*** Opening GIVEN DATA ***

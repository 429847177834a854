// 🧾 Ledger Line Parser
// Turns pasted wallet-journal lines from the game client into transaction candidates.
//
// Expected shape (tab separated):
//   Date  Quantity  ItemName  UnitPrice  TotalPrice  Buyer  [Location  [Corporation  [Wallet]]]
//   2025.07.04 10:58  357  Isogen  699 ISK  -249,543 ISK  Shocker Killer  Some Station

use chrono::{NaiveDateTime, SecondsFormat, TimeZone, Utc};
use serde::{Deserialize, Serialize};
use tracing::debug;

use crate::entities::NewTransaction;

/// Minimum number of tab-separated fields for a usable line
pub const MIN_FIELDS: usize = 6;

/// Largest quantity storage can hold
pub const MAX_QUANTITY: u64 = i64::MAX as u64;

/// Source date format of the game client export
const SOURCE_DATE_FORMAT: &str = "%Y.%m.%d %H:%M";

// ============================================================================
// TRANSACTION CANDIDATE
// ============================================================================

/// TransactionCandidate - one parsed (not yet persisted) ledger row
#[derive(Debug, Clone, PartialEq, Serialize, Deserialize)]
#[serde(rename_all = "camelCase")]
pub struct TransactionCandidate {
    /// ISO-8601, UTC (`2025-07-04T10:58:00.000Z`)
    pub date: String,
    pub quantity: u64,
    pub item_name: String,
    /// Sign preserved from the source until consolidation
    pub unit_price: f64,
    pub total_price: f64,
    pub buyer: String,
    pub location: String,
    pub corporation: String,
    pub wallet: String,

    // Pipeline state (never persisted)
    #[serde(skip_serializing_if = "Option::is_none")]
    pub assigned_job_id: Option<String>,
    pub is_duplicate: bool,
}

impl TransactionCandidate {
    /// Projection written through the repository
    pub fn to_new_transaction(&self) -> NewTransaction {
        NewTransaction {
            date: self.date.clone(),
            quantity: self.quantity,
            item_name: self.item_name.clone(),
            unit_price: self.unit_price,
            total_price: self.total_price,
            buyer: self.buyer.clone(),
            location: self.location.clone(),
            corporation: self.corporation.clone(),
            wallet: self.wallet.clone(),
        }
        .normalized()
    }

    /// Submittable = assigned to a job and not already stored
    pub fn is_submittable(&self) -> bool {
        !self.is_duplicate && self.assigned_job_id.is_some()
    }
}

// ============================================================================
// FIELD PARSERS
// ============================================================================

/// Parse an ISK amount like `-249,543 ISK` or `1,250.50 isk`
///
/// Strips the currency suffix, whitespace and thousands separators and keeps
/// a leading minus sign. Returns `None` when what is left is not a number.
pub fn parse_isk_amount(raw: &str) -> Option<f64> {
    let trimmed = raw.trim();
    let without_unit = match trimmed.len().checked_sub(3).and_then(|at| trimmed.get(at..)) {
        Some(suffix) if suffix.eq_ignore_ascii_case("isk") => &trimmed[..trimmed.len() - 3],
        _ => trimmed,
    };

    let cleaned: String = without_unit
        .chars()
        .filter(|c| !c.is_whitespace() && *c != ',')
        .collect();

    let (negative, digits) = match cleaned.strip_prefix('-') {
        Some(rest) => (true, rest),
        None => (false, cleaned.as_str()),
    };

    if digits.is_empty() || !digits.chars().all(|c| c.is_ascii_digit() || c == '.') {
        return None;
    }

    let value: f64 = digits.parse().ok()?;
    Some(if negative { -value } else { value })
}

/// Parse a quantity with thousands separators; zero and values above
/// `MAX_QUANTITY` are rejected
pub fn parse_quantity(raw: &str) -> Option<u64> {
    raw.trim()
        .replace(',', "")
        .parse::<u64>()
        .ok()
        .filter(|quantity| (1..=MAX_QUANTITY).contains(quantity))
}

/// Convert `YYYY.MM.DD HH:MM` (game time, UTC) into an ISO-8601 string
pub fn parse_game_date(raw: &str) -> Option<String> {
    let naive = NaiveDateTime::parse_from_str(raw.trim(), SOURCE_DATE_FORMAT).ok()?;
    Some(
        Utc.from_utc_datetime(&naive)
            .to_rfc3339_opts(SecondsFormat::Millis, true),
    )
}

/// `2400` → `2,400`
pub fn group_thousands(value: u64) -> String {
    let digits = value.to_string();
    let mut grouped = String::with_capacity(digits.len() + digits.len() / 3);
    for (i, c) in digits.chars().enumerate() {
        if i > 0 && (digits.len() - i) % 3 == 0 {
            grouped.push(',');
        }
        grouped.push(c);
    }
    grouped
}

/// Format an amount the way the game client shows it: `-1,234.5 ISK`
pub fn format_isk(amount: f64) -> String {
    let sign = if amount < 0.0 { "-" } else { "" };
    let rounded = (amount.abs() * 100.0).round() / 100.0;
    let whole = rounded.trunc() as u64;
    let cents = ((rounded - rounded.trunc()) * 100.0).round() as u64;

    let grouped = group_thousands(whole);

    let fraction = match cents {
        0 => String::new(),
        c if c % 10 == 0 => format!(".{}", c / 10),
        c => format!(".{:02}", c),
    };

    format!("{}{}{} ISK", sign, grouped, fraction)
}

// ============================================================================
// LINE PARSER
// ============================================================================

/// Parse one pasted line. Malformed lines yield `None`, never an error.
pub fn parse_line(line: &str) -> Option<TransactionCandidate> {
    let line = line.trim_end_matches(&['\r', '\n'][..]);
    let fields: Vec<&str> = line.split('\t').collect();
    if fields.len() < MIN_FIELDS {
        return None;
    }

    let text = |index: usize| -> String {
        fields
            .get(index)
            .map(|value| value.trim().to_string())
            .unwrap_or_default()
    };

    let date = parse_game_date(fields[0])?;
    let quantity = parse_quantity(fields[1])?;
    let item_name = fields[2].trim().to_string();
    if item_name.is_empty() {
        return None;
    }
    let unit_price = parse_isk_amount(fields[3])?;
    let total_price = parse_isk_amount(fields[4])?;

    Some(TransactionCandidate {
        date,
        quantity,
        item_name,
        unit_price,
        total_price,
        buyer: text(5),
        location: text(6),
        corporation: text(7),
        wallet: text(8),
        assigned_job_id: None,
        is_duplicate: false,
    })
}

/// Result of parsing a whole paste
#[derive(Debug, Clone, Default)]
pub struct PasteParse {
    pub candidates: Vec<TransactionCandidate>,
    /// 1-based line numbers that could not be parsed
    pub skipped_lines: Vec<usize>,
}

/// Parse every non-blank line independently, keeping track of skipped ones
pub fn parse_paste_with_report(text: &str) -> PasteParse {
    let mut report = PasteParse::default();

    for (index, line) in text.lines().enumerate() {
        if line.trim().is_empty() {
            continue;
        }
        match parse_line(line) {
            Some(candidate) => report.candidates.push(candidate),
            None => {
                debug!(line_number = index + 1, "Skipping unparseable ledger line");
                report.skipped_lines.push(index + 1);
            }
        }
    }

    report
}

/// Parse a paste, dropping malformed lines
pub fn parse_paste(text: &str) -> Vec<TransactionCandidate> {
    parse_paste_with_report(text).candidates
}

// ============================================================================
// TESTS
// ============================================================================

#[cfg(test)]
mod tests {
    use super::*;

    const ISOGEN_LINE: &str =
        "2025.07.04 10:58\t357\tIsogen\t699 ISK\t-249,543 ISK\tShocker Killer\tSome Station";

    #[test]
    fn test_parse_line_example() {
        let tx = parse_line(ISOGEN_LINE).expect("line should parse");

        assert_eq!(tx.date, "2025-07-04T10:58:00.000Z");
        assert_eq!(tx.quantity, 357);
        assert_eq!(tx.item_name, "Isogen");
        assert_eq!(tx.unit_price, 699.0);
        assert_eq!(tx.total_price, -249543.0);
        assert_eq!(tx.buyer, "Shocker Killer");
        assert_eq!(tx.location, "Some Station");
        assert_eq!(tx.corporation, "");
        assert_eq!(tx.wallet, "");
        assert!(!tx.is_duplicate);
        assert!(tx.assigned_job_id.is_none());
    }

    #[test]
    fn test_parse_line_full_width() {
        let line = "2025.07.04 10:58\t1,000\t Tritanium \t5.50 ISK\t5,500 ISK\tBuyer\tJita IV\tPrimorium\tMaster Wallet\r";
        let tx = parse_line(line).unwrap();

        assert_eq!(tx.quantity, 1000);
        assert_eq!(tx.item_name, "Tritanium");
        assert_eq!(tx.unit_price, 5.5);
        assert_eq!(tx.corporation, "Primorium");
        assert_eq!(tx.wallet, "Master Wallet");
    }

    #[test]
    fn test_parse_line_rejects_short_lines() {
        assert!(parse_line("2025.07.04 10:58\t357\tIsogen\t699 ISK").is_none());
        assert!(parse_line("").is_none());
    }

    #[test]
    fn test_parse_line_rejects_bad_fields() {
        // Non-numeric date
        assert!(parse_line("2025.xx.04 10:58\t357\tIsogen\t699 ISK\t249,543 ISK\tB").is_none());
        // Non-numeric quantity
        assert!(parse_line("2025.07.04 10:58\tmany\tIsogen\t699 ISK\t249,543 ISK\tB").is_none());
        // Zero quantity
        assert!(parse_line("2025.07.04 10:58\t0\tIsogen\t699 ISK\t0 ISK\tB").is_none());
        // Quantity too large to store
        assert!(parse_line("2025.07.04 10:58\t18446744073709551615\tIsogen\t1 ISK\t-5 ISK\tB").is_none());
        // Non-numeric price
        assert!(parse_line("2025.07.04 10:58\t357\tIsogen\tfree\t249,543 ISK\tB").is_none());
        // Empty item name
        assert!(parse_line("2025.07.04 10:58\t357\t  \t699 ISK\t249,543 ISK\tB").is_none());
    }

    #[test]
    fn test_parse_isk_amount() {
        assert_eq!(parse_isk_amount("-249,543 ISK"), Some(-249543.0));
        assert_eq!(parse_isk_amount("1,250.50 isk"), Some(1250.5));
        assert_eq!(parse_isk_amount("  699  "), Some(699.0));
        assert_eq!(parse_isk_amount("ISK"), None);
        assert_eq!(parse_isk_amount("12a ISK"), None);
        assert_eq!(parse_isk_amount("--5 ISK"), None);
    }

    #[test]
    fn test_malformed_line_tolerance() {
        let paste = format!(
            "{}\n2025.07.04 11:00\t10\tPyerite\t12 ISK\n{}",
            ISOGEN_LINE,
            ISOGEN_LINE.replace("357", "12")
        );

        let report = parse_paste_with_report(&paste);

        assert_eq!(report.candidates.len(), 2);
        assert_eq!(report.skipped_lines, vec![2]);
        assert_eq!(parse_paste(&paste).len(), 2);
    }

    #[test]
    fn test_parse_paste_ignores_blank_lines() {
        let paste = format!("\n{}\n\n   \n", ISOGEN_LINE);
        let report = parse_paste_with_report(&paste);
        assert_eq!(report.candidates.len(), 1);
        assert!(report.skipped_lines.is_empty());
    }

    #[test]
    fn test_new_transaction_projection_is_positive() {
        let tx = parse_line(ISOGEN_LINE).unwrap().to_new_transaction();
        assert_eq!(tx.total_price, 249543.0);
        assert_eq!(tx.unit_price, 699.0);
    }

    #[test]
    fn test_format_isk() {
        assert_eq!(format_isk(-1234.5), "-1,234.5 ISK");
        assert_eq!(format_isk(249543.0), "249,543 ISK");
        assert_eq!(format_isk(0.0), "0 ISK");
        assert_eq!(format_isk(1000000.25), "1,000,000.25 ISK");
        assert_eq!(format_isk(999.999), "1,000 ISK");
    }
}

*** Closing GIVEN DATA ***

▶ AIM OF THE TASK
Word for word, restate the listing above from its first line to the line with "game client export", keeping both.

▶ RESPONSE AREA
repository 429847177834a854
// 🧾 Ledger Line Parser
// Turns pasted wallet-journal lines from the game client into transaction candidates.
//
// Expected shape (tab separated):
//   Date  Quantity  ItemName  UnitPrice  TotalPrice  Buyer  [Location  [Corporation  [Wallet]]]
//   2025.07.04 10:58  357  Isogen  699 ISK  -249,543 ISK  Shocker Killer  Some Station

use chrono::{NaiveDateTime, SecondsFormat, TimeZone, Utc};
use serde::{Deserialize, Serialize};
use tracing::debug;

use crate::entities::NewTransaction;

/// Minimum number of tab-separated fields for a usable line
pub const MIN_FIELDS: usize = 6;

/// Largest quantity storage can hold
pub const MAX_QUANTITY: u64 = i64::MAX as u64;

/// Source date format of the game client export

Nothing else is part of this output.